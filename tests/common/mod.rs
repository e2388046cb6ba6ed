// Shared test helpers for integration tests
#![allow(dead_code)]

use std::collections::BTreeMap;
use std::fs;
use std::future::Future;
use std::path::{Path, PathBuf};
use std::sync::Mutex;
use tempfile::{TempDir, tempdir};

use lit_runner::core::config::{Config, ConfigBuilder, parse_suite_file};
use lit_runner::core::execution::{CommandOutput, CommandRunner, RunContext};
use lit_runner::core::features::StaticProbe;
use lit_runner::core::models::TestSpec;
use lit_runner::core::planner;
use lit_runner::infra::command::ShellRunner;

/// A minimal configuration accepting `.test` files.
pub const BASIC_CONFIG: &str = r#"
name = "sample"
suffixes = [".test"]
"#;

/// A throwaway suite directory.
pub struct TestSuite {
    pub dir: TempDir,
}

impl TestSuite {
    pub fn new() -> Self {
        Self {
            dir: tempdir().expect("Failed to create temporary directory"),
        }
    }

    /// The canonical root, matching `Config::source_root`.
    pub fn root(&self) -> PathBuf {
        self.dir.path().canonicalize().unwrap()
    }

    /// Writes `content` to `relative`, creating parent directories.
    pub fn write(&self, relative: &str, content: &str) -> PathBuf {
        let path = self.root().join(relative);
        if let Some(parent) = path.parent() {
            fs::create_dir_all(parent).expect("Failed to create parent directory");
        }
        fs::write(&path, content).expect("Failed to write file");
        path
    }

    pub fn mkdir(&self, relative: &str) -> PathBuf {
        let path = self.root().join(relative);
        fs::create_dir_all(&path).expect("Failed to create directory");
        path
    }

    /// Writes `lit.toml` and returns its path.
    pub fn write_config(&self, content: &str) -> PathBuf {
        self.write("lit.toml", content)
    }

    pub fn config(&self, toml: &str) -> Config {
        self.config_with_features(toml, &[])
    }

    /// Builds a hermetic configuration: no host probing, only `PATH` from the host.
    pub fn config_with_features(&self, toml: &str, features: &[&str]) -> Config {
        self.builder(toml, features).build().expect("configuration should build")
    }

    pub fn builder(&self, toml: &str, features: &[&str]) -> ConfigBuilder {
        let file = parse_suite_file(toml, Path::new("lit.toml")).expect("valid TOML");
        ConfigBuilder::new(file, self.root())
            .with_probe(StaticProbe::new(features.iter().copied()))
            .with_host_env(host_env())
    }
}

/// The host variables tests need to find standard utilities.
pub fn host_env() -> BTreeMap<String, String> {
    std::env::var("PATH")
        .map(|path| BTreeMap::from([("PATH".to_string(), path)]))
        .unwrap_or_default()
}

/// Plans every test of `config` in discovery order.
pub fn plan(config: &Config) -> Vec<TestSpec> {
    planner::plan_execution(config, &[], None, None)
        .expect("planning should succeed")
        .tests
}

/// Plans and returns the single test at `relative`.
pub fn spec(config: &Config, relative: &str) -> TestSpec {
    plan(config)
        .into_iter()
        .find(|spec| spec.relative_path == relative)
        .unwrap_or_else(|| panic!("test {relative} was not discovered"))
}

/// A runner that records every command and delegates to the real shell.
#[derive(Debug, Default)]
pub struct CountingRunner {
    inner: ShellRunner,
    pub commands: Mutex<Vec<String>>,
}

impl CountingRunner {
    pub fn spawn_count(&self) -> usize {
        self.commands.lock().unwrap().len()
    }
}

impl CommandRunner for CountingRunner {
    fn run(&self, command: &str, ctx: &RunContext<'_>) -> impl Future<Output = CommandOutput> + Send {
        self.commands.lock().unwrap().push(command.to_string());
        self.inner.run(command, ctx)
    }
}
----
Work request. Take each line of the material above that holds the string "struct" and copy it.

Your solution.
pub struct TestSuite {
pub struct CountingRunner {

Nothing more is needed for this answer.